II. La préservation de l’ordre constitutionnel des compétences et de la procédure
A. La protection du pouvoir réglementaire contre l’immixtion législative
La décision censure l’article imposant au Gouvernement de recueillir l’avis préalable des commissions parlementaires avant de modifier les tarifs de participation forfaitaire ou les franchises annuelles. Le Conseil juge qu’en « imposant de recueillir l’avis des commissions permanentes […], les dispositions font intervenir une instance législative dans la mise en œuvre du pouvoir réglementaire ». Cette immixtion du Parlement dans l’exercice d’une compétence réservée à l’exécutif constitue une violation caractérisée du principe fondamental de la séparation des pouvoirs publics. La Constitution attribue des domaines de compétence distincts qui ne sauraient être subordonnés à l’accord d’un organe issu d’un autre pouvoir sans base constitutionnelle expresse. Par ailleurs, les juges ont écarté de nombreux cavaliers sociaux qui n’avaient pas d’effet financier direct sur les recettes ou les dépenses des régimes de base. Le périmètre des lois de financement de la sécurité sociale reste strictement délimité par la loi organique pour éviter tout détournement de la procédure législative simplifiée.

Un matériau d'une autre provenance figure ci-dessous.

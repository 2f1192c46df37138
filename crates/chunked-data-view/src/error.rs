//! Error types for the chunked data view.

use field_store::StoreError;
use grib2_parser::Grib2Error;
use mars_request::RequestError;
use thiserror::Error;

/// Errors that can occur while building or reading a view.
#[derive(Error, Debug)]
pub enum ViewError {
    /// Invalid view or part configuration.
    #[error("configuration error: {0}")]
    Config(String),

    /// An index exceeds its bound.
    #[error("{context}: index {index} is out of bounds (must be < {bound})")]
    IndexOutOfBounds {
        context: String,
        index: usize,
        bound: usize,
    },

    /// A chunk index has the wrong number of entries.
    #[error("chunk index has {got} entries, expected {expected}")]
    ChunkIndexLength { got: usize, expected: usize },

    /// The caller's buffer cannot hold one chunk.
    #[error("output buffer holds {got} values, a chunk needs {needed}")]
    BufferTooSmall { needed: usize, got: usize },

    /// The layout probe at construction found no usable record.
    #[error("cannot create view, no data found for request {request} to establish field size: {reason}")]
    Probe { request: String, reason: String },

    /// A listed record lacks a keyword of an axis.
    #[error("record {key} has no value for axis keyword '{keyword}'")]
    MissingKeyword { keyword: String, key: String },

    /// A listed record carries a value outside its axis.
    #[error("record value {keyword}={value} is not part of the axis")]
    ValueOutsideAxis { keyword: String, value: String },

    /// A record could not be decoded into values.
    #[error("extraction failed: {0}")]
    Extraction(String),

    /// A query matched no record at all.
    #[error("no data for request {request}, is the request correctly specified?")]
    NoData { request: String },

    /// Fewer records than expected were deposited and the policy forbids it.
    #[error("retrieved only {filled} of {expected} fields for chunk {chunk}")]
    IncompleteChunk {
        chunk: String,
        filled: usize,
        expected: usize,
    },

    /// View definition file could not be loaded.
    #[error("view definition error: {0}")]
    Definition(String),

    /// Store error.
    #[error(transparent)]
    Store(#[from] StoreError),

    /// Request parsing or canonicalisation error.
    #[error(transparent)]
    Request(#[from] RequestError),

    /// GRIB2 decoding error.
    #[error(transparent)]
    Grib(#[from] Grib2Error),
}

impl ViewError {
    /// Create a Config error.
    pub fn config(msg: impl Into<String>) -> Self {
        Self::Config(msg.into())
    }

    /// Create an IndexOutOfBounds error.
    pub fn out_of_bounds(context: impl Into<String>, index: usize, bound: usize) -> Self {
        Self::IndexOutOfBounds {
            context: context.into(),
            index,
            bound,
        }
    }

    /// Create an Extraction error.
    pub fn extraction(msg: impl Into<String>) -> Self {
        Self::Extraction(msg.into())
    }

    /// Create a Definition error.
    pub fn definition(msg: impl Into<String>) -> Self {
        Self::Definition(msg.into())
    }
}

/// Result type for view operations.
pub type Result<T> = std::result::Result<T, ViewError>;
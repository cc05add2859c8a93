//! Reassignment engine: options, impact, apply.
//!
//! Options and impact are pure reads. Apply rewrites the job's result
//! payload (remove from source, append to target, drop emptied routes,
//! recompute totals) and commits it atomically together with the
//! append-only record and, on a confirmed plan, the moved stop rows.

use std::collections::HashSet;

use serde::{Deserialize, Serialize};
use thiserror::Error;
use tracing::{info, warn};

use route_core::*;
use routegrid_state::{StateError, StateStore};

use crate::geo::{chain_distance_m, haversine_km, travel_secs};

const DEFAULT_SERVICE_TIME_SECS: u32 = 300;

#[derive(Debug, Error)]
pub enum ReassignError {
    #[error("optimization job {0} not found")]
    JobNotFound(JobId),
    #[error("tenant has no completed optimization job")]
    NoCompletedJob,
    #[error("job {0} carries no result payload")]
    MissingResult(JobId),
    #[error("driver {0} not found")]
    DriverNotFound(DriverId),
    #[error("vehicle {0} not found")]
    VehicleNotFound(VehicleId),
    #[error("order {0} is not part of this plan")]
    OrderNotInPlan(OrderId),
    #[error("creating a route for a vehicle with none requires a target driver")]
    MissingTargetDriver,
    #[error("no orders to reassign")]
    NothingToApply,
    #[error(transparent)]
    State(#[from] StateError),
}

/// Candidate ranking strategy.
#[derive(Debug, Clone, Copy, PartialEq, Eq, Default, Serialize, Deserialize)]
#[serde(rename_all = "SCREAMING_SNAKE_CASE")]
pub enum RankStrategy {
    #[default]
    FleetFirst,
    Availability,
    Proximity,
}

#[derive(Debug, Clone, Deserialize)]
#[serde(rename_all = "camelCase")]
pub struct OptionsRequest {
    pub absent_driver_id: DriverId,
    #[serde(default)]
    pub job_id: Option<JobId>,
    #[serde(default)]
    pub strategy: RankStrategy,
}

/// One ranked replacement candidate.
#[derive(Debug, Clone, Serialize)]
#[serde(rename_all = "camelCase")]
pub struct CandidateDriver {
    pub driver_id: DriverId,
    pub name: String,
    #[serde(skip_serializing_if = "Option::is_none")]
    pub fleet_id: Option<FleetId>,
    pub same_fleet: bool,
    /// The candidate's own non-terminal stop load.
    pub active_stops: u32,
    pub on_route: bool,
    /// Base-to-first-affected-stop distance, when both ends are known.
    #[serde(skip_serializing_if = "Option::is_none")]
    pub distance_km: Option<f64>,
}

#[derive(Debug, Clone, Serialize)]
#[serde(rename_all = "camelCase")]
pub struct OptionsOutcome {
    pub job_id: JobId,
    pub absent_driver_id: DriverId,
    pub strategy: RankStrategy,
    pub affected_route_ids: Vec<RouteId>,
    pub affected_stop_count: u32,
    pub candidates: Vec<CandidateDriver>,
    /// Set when the outcome is valid but empty.
    #[serde(skip_serializing_if = "Option::is_none")]
    pub message: Option<String>,
}

#[derive(Debug, Clone, Deserialize)]
#[serde(rename_all = "camelCase")]
pub struct ImpactRequest {
    pub absent_driver_id: DriverId,
    pub replacement_driver_id: DriverId,
    pub job_id: JobId,
}

#[derive(Debug, Clone, Copy, PartialEq, Eq, Serialize)]
#[serde(rename_all = "SCREAMING_SNAKE_CASE")]
pub enum AvailabilityStatus {
    Available,
    OnRoute,
    Unavailable,
}

#[derive(Debug, Clone, Serialize)]
#[serde(rename_all = "camelCase")]
pub struct ImpactEstimate {
    pub replacement_driver_id: DriverId,
    pub stops_count: u32,
    /// Connection leg plus the absorbed routes, in meters.
    pub additional_distance: f64,
    /// Seconds at the assumed driving speed.
    pub additional_time: f64,
    pub skills_match: bool,
    pub missing_skills: Vec<String>,
    pub availability_status: AvailabilityStatus,
    pub is_valid: bool,
    pub affected_routes_count: u32,
    pub total_affected_stops: u32,
    pub pending_affected_stops: u32,
}

#[derive(Debug, Clone, Deserialize)]
#[serde(rename_all = "camelCase")]
pub struct OrderMove {
    pub order_id: OrderId,
    /// `None` moves the order out of the unassigned list.
    #[serde(default)]
    pub source_route_id: Option<RouteId>,
}

#[derive(Debug, Clone, Deserialize)]
#[serde(rename_all = "camelCase")]
pub struct ApplyRequest {
    pub orders: Vec<OrderMove>,
    pub target_vehicle_id: VehicleId,
    /// Required when the target vehicle has no route yet.
    #[serde(default)]
    pub target_driver_id: Option<DriverId>,
    #[serde(default)]
    pub job_id: Option<JobId>,
    #[serde(default)]
    pub reason: Option<String>,
    pub executed_by: String,
}

#[derive(Debug, Clone, Serialize)]
#[serde(rename_all = "camelCase")]
pub struct ApplyOutcome {
    pub result: OptimizationResult,
    pub record: ReassignmentRecord,
    pub stop_rows_updated: u32,
}

#[derive(Clone)]
pub struct ReassignmentEngine {
    store: StateStore,
}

B. Le contrôle strict du périmètre financier et de la sincérité des prévisions
Le Conseil a toutefois validé la sincérité de la loi malgré les critiques des requérants sur le caractère optimiste des hypothèses de croissance et d’inflation retenues. Les juges estiment qu’il « ne ressort pas des éléments soumis […] que les hypothèses économiques sur lesquelles est fondée la loi sont entachées d’une intention de fausser l’équilibre ». La sincérité se définit par l’absence d’intention frauduleuse et s’apprécie au regard des informations disponibles lors du dépôt du projet de loi par le Gouvernement. Si les prévisions devaient être infirmées par la conjoncture, il appartiendrait alors aux autorités de soumettre au Parlement les ajustements nécessaires dans une loi rectificative. Enfin, le Conseil a admis la conformité du dispositif de transport partagé sous réserve que le coefficient de minoration ne remette pas en cause l’accès aux soins. La décision maintient ainsi une vigilance constante sur les économies budgétaires afin qu’elles ne dégradent pas les conditions de prise en charge des patients les plus vulnérables.